John, who is married to Kate with children Ryan, nine, and Molly, four, added: “My character worships his dad, a brilliant journalist full of morals.

“He was a deputy editor for the equivalent of The Lancashire Telegraph today — and Tom wanted to be just like him.

“One day he goes into his dad’s study and finds a top secret file and his father beats him nearly half to death.

“He leaves home immediately and never returns until now.

"But when he comes back to confront his dad he finds he is so far into Alzheimer’s he can’t give him any answers.”

Over the three-parter, we saw Tom become the journalist he has always wanted to be as he pieces together facts in search of the truth.

“He discovers a mindblowing scandal that is so disturbingly dark, it’s shocking,” John added.

Given the subject matter, John said it was important to keep the set jovial and light — something which, with the chosen cast, was never a problem.

“If you’re doing something so heavy, it can get you down, but with Jim and Olivia (Coleman, who plays his sister) it was just a joy.

“Jim is such a lovely man and Olivia is really funny. We had a really great time.

"And my family came over to visit the set too so that was fun.”

John’s parents live in Hapton and his youngest sister still lives in Nelson where the family settled after moving over the pennines from Leeds where John was born.

Filming, which concluded earlier this year, was a trip down memory lane for John, when the cast and crew visited sets in Bolton, Manchester, Bury and Ramsbottom.

In Ramsbottom, film crews closed off Bridge Street and Railway Street and even filmed scenes in the Grant’s Arms pub, Market Place.

“It reminded me of being 17 again,” said John who grew up in Temple Street, Nelson, with his parents, two younger sisters and an outside toilet.

“You forget how lovely the people are. Lancashire is my spiritual home; I spent most of my youth there and it’s always a joy to be back there.”

The former Edge End High School pupil added: “I used to go to Burnley and Manchester for nights out and I have fond memories growing up.

“I had a great childhood, we were very poor, but we played out and we had so much fun.”

After leaving Nelson at 16, John trained in acting at Blackpool and The Fylde College before moving to London to launch his career.

An everyman with a rare talent, it wasn’t long before he was starring in Jimmy McGovern’s The Lakes and since then he’s never stopped: films Human Traffic, Clocking Off, 24-Hour Party People, and TV series Crime and Punishment, Sate Of Play, Life on Mars and Doctor Who.
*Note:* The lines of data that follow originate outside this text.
use machine_learning::{Tensor, VariableSpec};

use super::VariableStore;
use crate::error::{Result, StoreErr};

/// A per-device view of the `VariableStore` used while building a replica.
///
/// Device 0 creates the variables it declares. Every other device must find them already
/// created, so a replica can never end up with its own copy of a shared variable.
pub struct VariableScope<'a> {
    store: &'a mut VariableStore,
    device: usize,
    created: usize,
    reused: usize,
}

impl<'a> VariableScope<'a> {
    /// Creates a new `VariableScope`.
    ///
    /// # Arguments
    /// * `store` - The store shared by every replica.
    /// * `device` - The index of the device whose replica is being built.
    pub fn new(store: &'a mut VariableStore, device: usize) -> Self {
        Self {
            store,
            device,
            created: 0,
            reused: 0,
        }
    }

    pub fn device(&self) -> usize {
        self.device
    }

    /// Declares a variable for this replica.
    ///
    /// # Returns
    /// The variable's current value, or `UnsharedVariable` if a device other than the first
    /// declares a name that doesn't exist yet.
    pub fn variable(&mut self, spec: &VariableSpec) -> Result<&Tensor> {
        if self.device > 0 && !self.store.contains(&spec.name) {
            return Err(StoreErr::UnsharedVariable {
                name: spec.name.clone(),
                device: self.device,
            });
        }

        if self.store.get_or_create(spec)? {
            self.created += 1;
        } else {
            self.reused += 1;
        }

        self.store
            .get(&spec.name)
            .ok_or_else(|| StoreErr::MissingVariable(spec.name.clone()))
    }

    /// Declares every variable in `specs`.
    pub fn declare_all(&mut self, specs: &[VariableSpec]) -> Result<()> {
        for spec in specs {
            self.variable(spec)?;
        }

        Ok(())
    }

    /// The amount of variables this scope created.
    pub fn created(&self) -> usize {
        self.created
    }

    /// The amount of declarations that found an existing variable.
    pub fn reused(&self) -> usize {
        self.reused
    }
}

#[cfg(test)]
mod tests {
    use machine_learning::Init;

    use super::*;

    fn specs() -> Vec<VariableSpec> {
        vec![
            VariableSpec::new("w", &[4, 2], Init::Kaiming),
            VariableSpec::new("b", &[2], Init::Zeros),
        ]
    }

    #[test]
    fn later_devices_reuse_the_first_devices_variables() {
        let mut store = VariableStore::new(0);

        for device in 0..4 {
            let mut scope = VariableScope::new(&mut store, device);
            scope.declare_all(&specs()).unwrap();

            let expected = if device == 0 { (2, 0) } else { (0, 2) };
            assert_eq!((scope.created(), scope.reused()), expected);
        }

        assert_eq!(store.len(), 2);
    }

    #[test]
    fn later_devices_cannot_create() {
        let mut store = VariableStore::new(0);
        VariableScope::new(&mut store, 0)
            .declare_all(&specs())
            .unwrap();

        let mut scope = VariableScope::new(&mut store, 1);
        let extra = VariableSpec::new("device1/w", &[1], Init::Zeros);

        assert!(matches!(
            scope.variable(&extra),
            Err(StoreErr::UnsharedVariable { device: 1, .. })
        ));
        assert!(!store.contains("device1/w"));
    }
}
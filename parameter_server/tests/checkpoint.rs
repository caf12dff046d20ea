use machine_learning::{Init, NameFilter, Tensor, VariableSpec};
use ndarray::IxDyn;
use parameter_server::{
    Checkpoint, CheckpointStore, StoreErr, VariableStore, checkpoint::latest_checkpoint,
};
use tempfile::TempDir;

fn model_vars() -> Vec<VariableSpec> {
    vec![
        VariableSpec::new("backbone/weights", &[4, 3], Init::Kaiming),
        VariableSpec::new("backbone/biases", &[3], Init::Const { value: 0.1 }),
        VariableSpec::new("logits/weights", &[3, 2], Init::XavierUniform),
        VariableSpec::new("logits/biases", &[2], Init::Zeros),
    ]
}

fn store_with(seed: u64, specs: &[VariableSpec]) -> VariableStore {
    let mut store = VariableStore::new(seed);
    for spec in specs {
        store.get_or_create(spec).unwrap();
    }
    store
}

#[test]
fn round_trip_restores_values_and_step() {
    let dir = TempDir::new().unwrap();
    let mut checkpoints = CheckpointStore::open(dir.path(), 3).unwrap();

    let saved = store_with(1, &model_vars());
    let path = checkpoints.save(&saved, 42).unwrap();

    let mut fresh = store_with(2, &model_vars());
    assert_ne!(fresh.snapshot(), saved.snapshot());

    let step = Checkpoint::read(&path).unwrap().restore(&mut fresh).unwrap();

    assert_eq!(step, 42);
    assert_eq!(fresh.snapshot(), saved.snapshot());

    // restoring twice changes nothing
    Checkpoint::read(&path).unwrap().restore(&mut fresh).unwrap();
    assert_eq!(fresh.snapshot(), saved.snapshot());
}

#[test]
fn retention_keeps_the_most_recent() {
    const KEEP: usize = 3;

    let dir = TempDir::new().unwrap();
    let mut checkpoints = CheckpointStore::open(dir.path(), KEEP).unwrap();
    let store = store_with(1, &model_vars());

    for step in 1..=KEEP as u64 + 4 {
        checkpoints.save(&store, step * 10).unwrap();
    }

    let steps: Vec<u64> = checkpoints.retained().iter().map(|e| e.step).collect();
    assert_eq!(steps, [50, 60, 70]);

    let on_disk = std::fs::read_dir(dir.path())
        .unwrap()
        .filter_map(|e| e.ok())
        .filter(|e| e.file_name().to_string_lossy().ends_with(".safetensors"))
        .count();
    assert_eq!(on_disk, KEEP);

    assert_eq!(
        checkpoints.latest().unwrap(),
        dir.path().join("model.ckpt-70.safetensors")
    );
}

#[test]
fn retention_survives_reopening() {
    let dir = TempDir::new().unwrap();
    let store = store_with(1, &model_vars());

    CheckpointStore::open(dir.path(), 2)
        .unwrap()
        .save(&store, 1)
        .unwrap();

    let mut reopened = CheckpointStore::open(dir.path(), 2).unwrap();
    reopened.save(&store, 2).unwrap();
    reopened.save(&store, 3).unwrap();

    assert!(!dir.path().join("model.ckpt-1.safetensors").exists());
    assert_eq!(
        latest_checkpoint(dir.path()).unwrap().unwrap(),
        dir.path().join("model.ckpt-3.safetensors")
    );
}

#[test]
fn latest_checkpoint_without_a_manifest_scans_the_directory() {
    let dir = TempDir::new().unwrap();
    let store = store_with(1, &model_vars());

    let mut checkpoints = CheckpointStore::open(dir.path(), 5).unwrap();
    checkpoints.save(&store, 9).unwrap();
    checkpoints.save(&store, 100).unwrap();
    std::fs::remove_file(dir.path().join("checkpoint.json")).unwrap();

    assert_eq!(
        latest_checkpoint(dir.path()).unwrap().unwrap(),
        dir.path().join("model.ckpt-100.safetensors")
    );
    assert!(latest_checkpoint(&dir.path().join("missing")).unwrap().is_none());
}

#[test]
fn zero_retention_is_rejected() {
    let dir = TempDir::new().unwrap();
    assert!(matches!(
        CheckpointStore::open(dir.path(), 0),
        Err(StoreErr::ZeroRetention)
    ));
}

#[test]
fn transfer_learning_keeps_skipped_variables_at_initialization() {
    let dir = TempDir::new().unwrap();
    let mut checkpoints = CheckpointStore::open(dir.path(), 1).unwrap();
    let pretrained = store_with(1, &model_vars());
    let path = checkpoints.save(&pretrained, 500).unwrap();

    let mut target = store_with(2, &model_vars());
    let initial = target.snapshot();

    let skip = NameFilter::parse("logits,global_step");
    let report = Checkpoint::read(&path)
        .unwrap()
        .restore_filtered(&mut target, &skip)
        .unwrap();

    assert_eq!(report.step, None);
    assert_eq!(report.skipped, ["logits/weights", "logits/biases"]);
    assert_eq!(report.restored, ["backbone/weights", "backbone/biases"]);

    for name in ["logits/weights", "logits/biases"] {
        assert_eq!(target.get(name), initial.get(name));
    }
    for name in ["backbone/weights", "backbone/biases"] {
        assert_eq!(target.get(name), pretrained.get(name));
    }
}

#[test]
fn transfer_learning_tolerates_missing_and_excluded_mismatches() {
    let dir = TempDir::new().unwrap();
    let mut checkpoints = CheckpointStore::open(dir.path(), 1).unwrap();
    let pretrained = store_with(1, &model_vars());
    let path = checkpoints.save(&pretrained, 7).unwrap();

    let mut specs = model_vars();
    specs[2] = VariableSpec::new("logits/weights", &[3, 10], Init::XavierUniform);
    specs[3] = VariableSpec::new("logits/biases", &[10], Init::Zeros);
    specs.push(VariableSpec::new("head/extra", &[5], Init::Zeros));
    let mut target = store_with(2, &specs);

    let report = Checkpoint::read(&path)
        .unwrap()
        .restore_filtered(&mut target, &NameFilter::parse("logits"))
        .unwrap();

    assert_eq!(report.step, Some(7));
    assert_eq!(report.missing, ["head/extra"]);
    assert_eq!(target.get("logits/weights").unwrap().shape(), &[3, 10]);
}

#[test]
fn mismatched_shape_outside_the_exclusions_is_fatal() {
    let dir = TempDir::new().unwrap();
    let mut checkpoints = CheckpointStore::open(dir.path(), 1).unwrap();
    let path = checkpoints.save(&store_with(1, &model_vars()), 7).unwrap();

    let mut specs = model_vars();
    specs[3] = VariableSpec::new("logits/biases", &[10], Init::Zeros);
    let mut target = store_with(2, &specs);

    let checkpoint = Checkpoint::read(&path).unwrap();
    assert!(matches!(
        checkpoint.restore_filtered(&mut target, &NameFilter::parse("backbone")),
        Err(StoreErr::RestoreMismatch { name, .. }) if name == "logits/biases"
    ));
}

#[test]
fn full_restore_requires_every_variable() {
    let dir = TempDir::new().unwrap();
    let mut checkpoints = CheckpointStore::open(dir.path(), 1).unwrap();
    let path = checkpoints.save(&store_with(1, &model_vars()), 3).unwrap();

    let mut specs = model_vars();
    specs.push(VariableSpec::new("extra", &[1], Init::Zeros));
    let mut target = store_with(2, &specs);

    assert!(matches!(
        Checkpoint::read(&path).unwrap().restore(&mut target),
        Err(StoreErr::NotInCheckpoint { name, .. }) if name == "extra"
    ));

    let extra = Tensor::from_elem(IxDyn(&[1]), 0.);
    assert_eq!(target.get("extra"), Some(&extra));
}
use ndarray::{Array2, ArrayD, ArrayView1, ArrayView2, CowArray, Ix1, Ix2};

use crate::{MlErr, Result};

/// The dense, row major tensor type every component exchanges.
pub type Tensor = ArrayD<f32>;

/// Views a tensor as a matrix of `shape[0]` rows, flattening every trailing axis.
///
/// # Arguments
/// * `tensor` - The tensor to view.
/// * `what` - A name for the tensor used in errors.
///
/// # Returns
/// A possibly borrowed matrix or a `ShapeMismatch` error for scalars.
pub fn as_matrix<'a>(tensor: &'a Tensor, what: &str) -> Result<CowArray<'a, f32, Ix2>> {
    let shape = tensor.shape();
    let Some(&rows) = shape.first() else {
        return Err(MlErr::ShapeMismatch {
            what: what.to_string(),
            got: shape.to_vec(),
            expected: vec![0, 0],
        });
    };

    let cols = shape[1..].iter().product();
    tensor
        .to_shape((rows, cols))
        .map_err(|_| MlErr::ShapeMismatch {
            what: what.to_string(),
            got: shape.to_vec(),
            expected: vec![rows, cols],
        })
}

/// Views a tensor of rank 2 as a matrix.
pub fn matrix<'a>(tensor: &'a Tensor, what: &str) -> Result<ArrayView2<'a, f32>> {
    tensor
        .view()
        .into_dimensionality::<Ix2>()
        .map_err(|_| MlErr::ShapeMismatch {
            what: what.to_string(),
            got: tensor.shape().to_vec(),
            expected: vec![0, 0],
        })
}

/// Views a tensor of rank 1 as a vector.
pub fn vector<'a>(tensor: &'a Tensor, what: &str) -> Result<ArrayView1<'a, f32>> {
    tensor
        .view()
        .into_dimensionality::<Ix1>()
        .map_err(|_| MlErr::ShapeMismatch {
            what: what.to_string(),
            got: tensor.shape().to_vec(),
            expected: vec![0],
        })
}

/// Row-wise numerically stable softmax.
pub fn softmax(logits: ArrayView2<f32>) -> Array2<f32> {
    let mut out = logits.to_owned();

    for mut row in out.rows_mut() {
        let max = row.fold(f32::NEG_INFINITY, |m, &v| m.max(v));
        row.mapv_inplace(|v| (v - max).exp());
        let sum = row.sum();
        row.mapv_inplace(|v| v / sum);
    }

    out
}

/// Returns the index of the largest value of each row.
pub fn argmax_rows(x: ArrayView2<f32>) -> Vec<usize> {
    x.rows()
        .into_iter()
        .map(|row| {
            row.iter()
                .enumerate()
                .fold((0, f32::NEG_INFINITY), |(best, max), (i, &v)| {
                    if v > max { (i, v) } else { (best, max) }
                })
                .0
        })
        .collect()
}

/// Converts a tensor of integral labels into class indices.
///
/// # Arguments
/// * `labels` - The labels, any shape, flattened in row major order.
/// * `limit` - The amount of classes.
///
/// # Returns
/// The indices or an `IndexOutOfRange` error for negative, fractional or too large labels.
pub fn class_indices(labels: &Tensor, limit: usize) -> Result<Vec<usize>> {
    labels
        .iter()
        .map(|&v| {
            if v < 0. || v.fract() != 0. || v as usize >= limit {
                return Err(MlErr::IndexOutOfRange {
                    index: v as i64,
                    limit,
                });
            }
            Ok(v as usize)
        })
        .collect()
}

#[cfg(test)]
mod tests {
    use ndarray::{IxDyn, array};

    use super::*;

    #[test]
    fn softmax_rows_sum_to_one() {
        let logits = array![[1.0, 2.0, 3.0], [1000.0, 1000.0, 1000.0]];
        let probs = softmax(logits.view());

        for row in probs.rows() {
            assert!((row.sum() - 1.0).abs() < 1e-6);
        }
        assert!((probs[[1, 0]] - 1.0 / 3.0).abs() < 1e-6);
    }

    #[test]
    fn argmax_picks_first_maximum() {
        let x = array![[0.1, 0.7, 0.2], [0.5, 0.5, 0.0]];
        assert_eq!(argmax_rows(x.view()), vec![1, 0]);
    }

    #[test]
    fn matrix_view_flattens_trailing_axes() {
        let t = Tensor::zeros(IxDyn(&[4, 2, 3]));
        let m = as_matrix(&t, "images").unwrap();
        assert_eq!(m.dim(), (4, 6));
    }

    #[test]
    fn class_indices_rejects_out_of_range() {
        let labels = Tensor::from_shape_vec(IxDyn(&[3]), vec![0., 2., 1.]).unwrap();
        assert_eq!(class_indices(&labels, 3).unwrap(), vec![0, 2, 1]);
        assert!(class_indices(&labels, 2).is_err());

        let negative = Tensor::from_shape_vec(IxDyn(&[1]), vec![-1.]).unwrap();
        assert!(class_indices(&negative, 2).is_err());
    }
}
Not to mention his theatre credits which include playing Hamlet last year at The Sheffield Crucible. And in 2012 he’s set to star in Michael Winterbottom’s latest feature film Seven Days, about a prisoner, shot in real time.

But making the trip north for Exile was a particular career highlight, according to John.

“It was fantasic to work with Paul Abbott, and lovely to see him again as he’s a very old friend of mine. Anything with his name on it is quality.

“There’s something about being from the north,” said John, who, as a teenager, toured the working men’s clubs of East Lancashire with his dad playing the guitar.

“So much brilliant art, music, and creativity comes from the north.

“There is something in the water. It’s an incredible place.”

But there is one aspect of Exile John isn’t looking forward to, the same part he always dreads about a new series — watching himself.

“I really don’t like it,” admitted the modest performer.

“I watch through splayed fingers, but you learn from yourself, so you have to see what you’ve done. Only once though!”